His lab hasn’t seen a single patient without at least 10 factors known to contribute to Alzheimer’s.

ApoE4 is the most common genetic association with Alzheimer’s.  About 65% of Alzheimer’s patients are ApoE4-positive; only 25% in general population.  If you have the ApoE4 gene, it is not inherently bad; it’s just that your optimal diet and optimal lifestyle is different from someone with ApoE3 instead.  ApoE4 directs more resources into pro-inflammatory processes; it makes one very good at fighting off pathogens, whereas ApoE3 makes one good at recycling and longevity and not very good at fighting off pathogens.  However, the long-term inflammatory state of ApoE4 puts one at more risk for developing Alzheimer’s.

Amyloid appears to be a mediator of disease, not a causative agent.  Note: There was a recent reveal of fraudulent research from 2006 that had claimed amyloid to be causative of Alzheimer’s Disease.

Metabolic Health and Alzheimer’s Disease

Several metabolic factors are also implicated in Alzheimer’s Disease (note: there may not be an established cause-effect relationship):

Insulin resistance – A 2004 study of autopsy data revealed that 81% of patients with Alzheimer’s had either Type 2 Diabetes or pre-diabetes.  Note, however, that referring to Alzheimer’s as “type 3 diabetes” is an oversimplification.
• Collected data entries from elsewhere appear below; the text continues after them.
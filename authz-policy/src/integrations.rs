//! Glue for callers that load records before checking access.
//!
//! The evaluator never fetches anything. Request handlers usually do, so
//! [`AccessGate`] pairs an evaluator with a [`RecordSource`], performs the
//! fetches first, and folds every outcome into one [`AccessError`] that maps
//! cleanly onto response statuses.

use std::collections::HashMap;
use std::sync::Arc;

use async_trait::async_trait;
use authz_primitives::{Action, Actor, Agency, AgencyId, CompanyPerson, PersonId, ResourceKind};
use thiserror::Error;
use tracing::info;

use crate::contracts::Resource;
use crate::engine::{PolicyError, PolicyEvaluator};

/// Errors produced while gating a request.
#[derive(Debug, Error)]
pub enum AccessError {
    /// The policy denied the action.
    #[error("`{action}` on {resource} is forbidden")]
    Forbidden {
        /// Denied action.
        action: Action,
        /// Kind of the target resource.
        resource: ResourceKind,
    },
    /// The actor or target record does not exist.
    #[error("{record} `{id}` not found")]
    NotFound {
        /// Which record was missing.
        record: &'static str,
        /// Identifier that was looked up.
        id: String,
    },
    /// The evaluator is missing a rule set.
    #[error(transparent)]
    Policy(#[from] PolicyError),
    /// The record source failed.
    #[error("record source failure: {reason}")]
    Source {
        /// Human-readable explanation for logging and operators.
        reason: String,
    },
}

impl AccessError {
    /// Helper to construct source errors from string-like values.
    #[must_use]
    pub fn source_failure(reason: impl Into<String>) -> Self {
        Self::Source {
            reason: reason.into(),
        }
    }

    /// HTTP status an outer web layer should answer with.
    #[must_use]
    pub const fn status_code(&self) -> u16 {
        match self {
            Self::Forbidden { .. } => 403,
            Self::NotFound { .. } => 404,
            Self::Policy(_) | Self::Source { .. } => 500,
        }
    }

    fn not_found(record: &'static str, id: impl ToString) -> Self {
        Self::NotFound {
            record,
            id: id.to_string(),
        }
    }
}

/// Result alias for gated operations.
pub type AccessResult<T> = Result<T, AccessError>;

/// Read access to hydrated records, implemented by the caller's persistence.
#[async_trait]
pub trait RecordSource: Send + Sync {
    /// Loads the actor backed by person `id`.
    async fn actor(&self, id: PersonId) -> AccessResult<Option<Actor>>;

    /// Loads a company person together with its company.
    async fn company_person(&self, id: PersonId) -> AccessResult<Option<CompanyPerson>>;

    /// Loads an agency.
    async fn agency(&self, id: AgencyId) -> AccessResult<Option<Agency>>;
}

/// Fetches records from a [`RecordSource`], then consults the evaluator.
pub struct AccessGate<S>
where
    S: RecordSource + 'static,
{
    evaluator: Arc<PolicyEvaluator>,
    source: Arc<S>,
}

impl<S> Clone for AccessGate<S>
where
    S: RecordSource + 'static,
{
    fn clone(&self) -> Self {
        Self {
            evaluator: Arc::clone(&self.evaluator),
            source: Arc::clone(&self.source),
        }
    }
}

impl<S> AccessGate<S>
where
    S: RecordSource + 'static,
{
    /// Creates a gate over the given evaluator and record source.
    #[must_use]
    pub fn new(evaluator: Arc<PolicyEvaluator>, source: Arc<S>) -> Self {
        Self { evaluator, source }
    }

    /// Returns the wrapped evaluator.
    #[must_use]
    pub fn evaluator(&self) -> &PolicyEvaluator {
        &self.evaluator
    }

    /// Checks already loaded records.
    ///
    /// # Errors
    ///
    /// Returns [`AccessError::Forbidden`] when the policy denies the action and
    /// [`AccessError::Policy`] when no rule set covers the target.
    pub fn check<'a>(
        &self,
        actor: &Actor,
        action: Action,
        target: impl Into<Resource<'a>>,
    ) -> AccessResult<()> {
        let target = target.into();
        if self.evaluator.authorize(actor, action, target)? {
            Ok(())
        } else {
            info!(actor = %actor.id(), role = %actor.role(), %action, resource = %target.kind(), "access forbidden");
            Err(AccessError::Forbidden {
                action,
                resource: target.kind(),
            })
        }
    }

    /// Loads the actor and company person, then checks `action`.
    ///
    /// Returns the loaded target so the caller can go on to act on it.
    ///
    /// # Errors
    ///
    /// Returns [`AccessError::NotFound`] for missing records, otherwise the
    /// same errors as [`AccessGate::check`].
    pub async fn company_person(
        &self,
        actor_id: PersonId,
        action: Action,
        target_id: PersonId,
    ) -> AccessResult<CompanyPerson> {
        let actor = self.load_actor(actor_id).await?;
        let target = self
            .source
            .company_person(target_id)
            .await?
            .ok_or_else(|| AccessError::not_found("company person", target_id))?;
        self.check(&actor, action, &target)?;
        Ok(target)
    }

    /// Loads the actor and agency, then checks `action`.
    ///
    /// # Errors
    ///
    /// Returns [`AccessError::NotFound`] for missing records, otherwise the
    /// same errors as [`AccessGate::check`].
    pub async fn agency(
        &self,
        actor_id: PersonId,
        action: Action,
        agency_id: AgencyId,
    ) -> AccessResult<Agency> {
        let actor = self.load_actor(actor_id).await?;
        let agency = self
            .source
            .agency(agency_id)
            .await?
            .ok_or_else(|| AccessError::not_found("agency", agency_id))?;
        self.check(&actor, action, &agency)?;
        Ok(agency)
    }

    async fn load_actor(&self, id: PersonId) -> AccessResult<Actor> {
        self.source
            .actor(id)
            .await?
            .ok_or_else(|| AccessError::not_found("actor", id))
    }
}

/// Record source backed by in-process maps. Intended for tests and demos.
#[derive(Debug, Clone, Default)]
pub struct InMemoryRecords {
    actors: HashMap<PersonId, Actor>,
    company_people: HashMap<PersonId, CompanyPerson>,
    agencies: HashMap<AgencyId, Agency>,
}

impl InMemoryRecords {
    /// Creates an empty source.
    #[must_use]
    pub fn new() -> Self {
        Self::default()
    }

    /// Stores an actor.
    pub fn insert_actor(&mut self, actor: Actor) {
        self.actors.insert(actor.id(), actor);
    }

    /// Stores a company person and its actor identity.
    pub fn insert_company_person(&mut self, person: CompanyPerson) {
        self.insert_actor(person.as_actor().clone());
        self.company_people.insert(person.id(), person);
    }

    /// Stores an agency.
    pub fn insert_agency(&mut self, agency: Agency) {
        self.agencies.insert(agency.id(), agency);
    }
}

#[async_trait]
impl RecordSource for InMemoryRecords {
    async fn actor(&self, id: PersonId) -> AccessResult<Option<Actor>> {
        Ok(self.actors.get(&id).cloned())
    }

    async fn company_person(&self, id: PersonId) -> AccessResult<Option<CompanyPerson>> {
        Ok(self.company_people.get(&id).cloned())
    }

    async fn agency(&self, id: AgencyId) -> AccessResult<Option<Agency>> {
        Ok(self.agencies.get(&id).cloned())
    }
}

#[cfg(test)]
mod tests {
    use authz_primitives::{Company, CompanyId, Role};

    use super::*;

    struct Setup {
        gate: AccessGate<InMemoryRecords>,
        admin: PersonId,
        member: PersonId,
        seeker: PersonId,
        agency: AgencyId,
    }

    fn setup() -> Setup {
        let agency = Agency::new(AgencyId::random(), "Metplus");
        let company = Company::new(CompanyId::random(), "Widgets", [agency.id()]);
        let admin = Actor::agency_staff(PersonId::random(), Role::AgencyAdmin, agency.id()).unwrap();
        let member = CompanyPerson::new(
            Actor::company_staff(PersonId::random(), Role::CompanyPerson, company.id()).unwrap(),
            company,
        )
        .unwrap();
        let seeker = Actor::job_seeker(PersonId::random());

        let ids = (admin.id(), member.id(), seeker.id(), agency.id());
        let mut records = InMemoryRecords::new();
        records.insert_actor(admin);
        records.insert_actor(seeker);
        records.insert_company_person(member);
        records.insert_agency(agency);

        Setup {
            gate: AccessGate::new(
                Arc::new(PolicyEvaluator::with_default_policies()),
                Arc::new(records),
            ),
            admin: ids.0,
            member: ids.1,
            seeker: ids.2,
            agency: ids.3,
        }
    }

    #[tokio::test]
    async fn allowed_checks_return_the_target() {
        let s = setup();
        let target = s
            .gate
            .company_person(s.admin, Action::Edit, s.member)
            .await
            .unwrap();
        assert_eq!(target.id(), s.member);

        let agency = s.gate.agency(s.admin, Action::Update, s.agency).await.unwrap();
        assert_eq!(agency.name(), "Metplus");
    }

    #[tokio::test]
    async fn denied_checks_are_forbidden() {
        let s = setup();
        let err = s
            .gate
            .company_person(s.seeker, Action::Show, s.member)
            .await
            .expect_err("seeker denied");
        assert!(matches!(
            err,
            AccessError::Forbidden {
                action: Action::Show,
                resource: ResourceKind::CompanyPerson
            }
        ));
        assert_eq!(err.status_code(), 403);
    }

    #[tokio::test]
    async fn missing_records_are_not_found() {
        let s = setup();
        let err = s
            .gate
            .company_person(PersonId::random(), Action::Show, s.member)
            .await
            .expect_err("unknown actor");
        assert!(matches!(err, AccessError::NotFound { record: "actor", .. }));

        let err = s
            .gate
            .agency(s.admin, Action::Show, AgencyId::random())
            .await
            .expect_err("unknown agency");
        assert_eq!(err.status_code(), 404);
    }

    #[tokio::test]
    async fn unregistered_policies_surface_as_server_errors() {
        let s = setup();
        let gate = AccessGate::new(Arc::new(PolicyEvaluator::new()), Arc::clone(&s.gate.source));
        let err = gate
            .agency(s.admin, Action::Show, s.agency)
            .await
            .expect_err("no policies");
        assert!(matches!(err, AccessError::Policy(_)));
        assert_eq!(err.status_code(), 500);
        assert!(gate.evaluator().registered_kinds().is_empty());
        assert!(s.gate.evaluator().is_registered(ResourceKind::Agency));
    }

    struct FailingSource;

    #[async_trait]
    impl RecordSource for FailingSource {
        async fn actor(&self, _id: PersonId) -> AccessResult<Option<Actor>> {
            Err(AccessError::source_failure("connection refused"))
        }

        async fn company_person(&self, _id: PersonId) -> AccessResult<Option<CompanyPerson>> {
            Ok(None)
        }

        async fn agency(&self, _id: AgencyId) -> AccessResult<Option<Agency>> {
            Ok(None)
        }
    }

    #[tokio::test]
    async fn source_failures_propagate() {
        let gate = AccessGate::new(
            Arc::new(PolicyEvaluator::with_default_policies()),
            Arc::new(FailingSource),
        );
        let err = gate
            .agency(PersonId::random(), Action::Show, AgencyId::random())
            .await
            .expect_err("source down");
        assert!(matches!(err, AccessError::Source { .. }));
    }
}
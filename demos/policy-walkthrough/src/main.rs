//! Prints who may do what to a sample record.
//!
//! Metplus serves Widgets; another agency serves Bayer-Raynor. Every role is
//! played by someone affiliated with Metplus or Widgets, so the matrix shows
//! how relationships, not just roles, drive each verdict.

use std::path::PathBuf;

use anyhow::{Context, Result};
use clap::{Parser, ValueEnum};
use staffing_authz::config::AuthzConfig;
use staffing_authz::policy::{PolicyError, PolicyEvaluator, Resource};
use staffing_authz::primitives::{
    Action, Actor, Agency, AgencyId, Company, CompanyId, CompanyPerson, Job, JobId, PersonId,
    Role, RoleSide,
};
use staffing_authz::telemetry::init_tracing;
use tracing::{info, warn};

#[derive(Debug, Parser)]
#[command(about = "Print the role by action verdict matrix for a sample target")]
struct Args {
    /// JSON configuration file. Defaults apply when omitted.
    #[arg(long)]
    config: Option<PathBuf>,

    /// Log filter, overriding the configured one.
    #[arg(long)]
    log: Option<String>,

    /// Record the actions are checked against.
    #[arg(long, value_enum, default_value_t = Target::Widgets)]
    target: Target,
}

#[derive(Debug, Clone, Copy, ValueEnum)]
enum Target {
    /// A company person at Widgets, served by Metplus.
    Widgets,
    /// A company person at Bayer-Raynor, served by another agency.
    BayerRaynor,
    /// The Metplus agency itself.
    Metplus,
    /// A job posted by Widgets.
    Job,
}

struct Fixture {
    metplus: Agency,
    widgets: Company,
    widgets_person: CompanyPerson,
    bayer_person: CompanyPerson,
    job: Job,
}

impl Fixture {
    fn build() -> Result<Self> {
        let metplus = Agency::new(AgencyId::random(), "Metplus");
        let elsewhere = Agency::new(AgencyId::random(), "Elsewhere");
        let widgets = Company::new(CompanyId::random(), "Widgets", [metplus.id()]);
        let bayer = Company::new(CompanyId::random(), "Bayer-Raynor", [elsewhere.id()]);

        let widgets_person = company_person(&widgets)?;
        let bayer_person = company_person(&bayer)?;
        let job = Job::new(JobId::random(), "Welder", widgets.clone())
            .with_poster(widgets_person.id());

        Ok(Self {
            metplus,
            widgets,
            widgets_person,
            bayer_person,
            job,
        })
    }

    fn target(&self, target: Target) -> Resource<'_> {
        match target {
            Target::Widgets => Resource::from(&self.widgets_person),
            Target::BayerRaynor => Resource::from(&self.bayer_person),
            Target::Metplus => Resource::from(&self.metplus),
            Target::Job => Resource::from(&self.job),
        }
    }

    /// One actor per role, affiliated with Metplus or Widgets.
    fn actors(&self) -> Result<Vec<Actor>> {
        Role::ALL
            .into_iter()
            .map(|role| -> Result<Actor> {
                let actor = match role.side() {
                    RoleSide::Agency => {
                        Actor::agency_staff(PersonId::random(), role, self.metplus.id())?
                    }
                    RoleSide::Company => {
                        Actor::company_staff(PersonId::random(), role, self.widgets.id())?
                    }
                    RoleSide::Unaffiliated => Actor::job_seeker(PersonId::random()),
                };
                Ok(actor)
            })
            .collect()
    }
}

fn company_person(company: &Company) -> Result<CompanyPerson> {
    let person = Actor::company_staff(PersonId::random(), Role::CompanyPerson, company.id())?;
    Ok(CompanyPerson::new(person, company.clone())?)
}

fn main() -> Result<()> {
    let args = Args::parse();

    let config = match &args.config {
        Some(path) => AuthzConfig::load(path)
            .with_context(|| format!("loading {}", path.display()))?,
        None => AuthzConfig::from_env()?,
    };
    let config = config.with_log_override(args.log.clone())?;
    init_tracing(config.telemetry())?;

    let evaluator = PolicyEvaluator::from_config(&config)?;
    info!(policies = ?evaluator.registered_kinds(), "evaluator ready");

    let fixture = Fixture::build()?;
    let target = fixture.target(args.target);
    info!(sample = ?args.target, resource = %target.kind(), "checking every role");

    print!("{:<16}", "role");
    for action in Action::ALL {
        print!("{:<16}", action.as_str());
    }
    println!();

    for actor in fixture.actors()? {
        print!("{:<16}", actor.role().as_str());
        for action in Action::ALL {
            let cell = match evaluator.evaluate(&actor, action, target) {
                Ok(decision) if decision.is_allow() => "allow",
                Ok(_) => "deny",
                Err(PolicyError::UnregisteredResourceType { kind }) => {
                    warn!(resource = %kind, "no policy for this target");
                    "unregistered"
                }
            };
            print!("{cell:<16}");
        }
        println!();
    }

    Ok(())
}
Insulin resistance and glucose toxicity contribute to the inflammatory type of Alzheimer’s, and alteration of insulin signaling contributes to the atrophic type of Alzheimer’s. Thus, it is more appropriate to say that a subset of Alzheimer’s could be thought of as “Type 3 Diabetes”.


Hemoglobin A1c

Carbohydrate intake


Visceral fat

Mitochondrial dysfunction

Circadian dysregulation

Vegetable oil

Sleep deprivation

How is Alzheimer’s Disease diagnosed?

The criteria used to establish a diagnosis of Alzheimer’s Disease are established by consensus opinion, i.e. a panel of physicians, and the criteria are subject to change over time.  The original criteria were established in 1984 defined Alzheimer’s as a single stage of disease – dementia.  Diagnosis could only be confirmed at autopsy by the presence of the typical findings of amyloid plaques and tau tangles in the brain.  Later research determined that symptoms of Alzheimer’s often appear many years before the symptom of dementia and that the brain changes do not necessarily correlate with the disease.

The criteria were modified in 2011 to reflect this new knowledge and now define 3 stages of Alzheimer’s Disease:

  • Pre-clinical: relevant to research settings only, where amyloid plaques and nerve cell changes are evident.
  • Mild Cognitive Impairment: memory problems, but not enough to compromise an individual’s function.
  • Alzheimer’s Dementia: the final stage of the disease, where one’s cognitive decline has negative impact on function. In addition to memory loss, may also be evident as word-finding difficulty, visual/spatial issues, impaired reasoning, or impaired judgment.


The spectrum of cognitive impairment

Just as most things in life exist on a continuum, so does cognitive impairment.  The brain changes that characterize Alzheimer’s Disease start long before one meets the formal criteria of dementia – decades before, even.

In one study of individuals genetically susceptible to Alzheimer’s Disease, levels of amyloid were significantly increased 22 years before symptom onset, glucose metabolism began to decrease 18 years before onset, and brain atrophy (shrinkage) began 13 years before onset.

spectrum of cognitive impairment

Furthermore, an individual’s baseline level of cognition may greatly impact the time of diagnosis.  For example, cognitive impairment in a high-functioning individual may not be evident until it has become quite severe, whereas a smaller degree of impairment may trigger alarm in someone on the other extreme.  This discrepancy has significant implications in terms of how soon the disease is recognized and interventions can be implemented.

Consistent with the ambiguous definitions of Alzheimer’s Disease, 90% of primary care physicians acknowledge that it is hard to know where Mild Cognitive Impairment ends and dementia begins.


Alzheimer’s Disease, the most common form of dementia, is not a normal part of the aging process.

The majority of Alzheimer’s Disease is a consequence of poor metabolic health.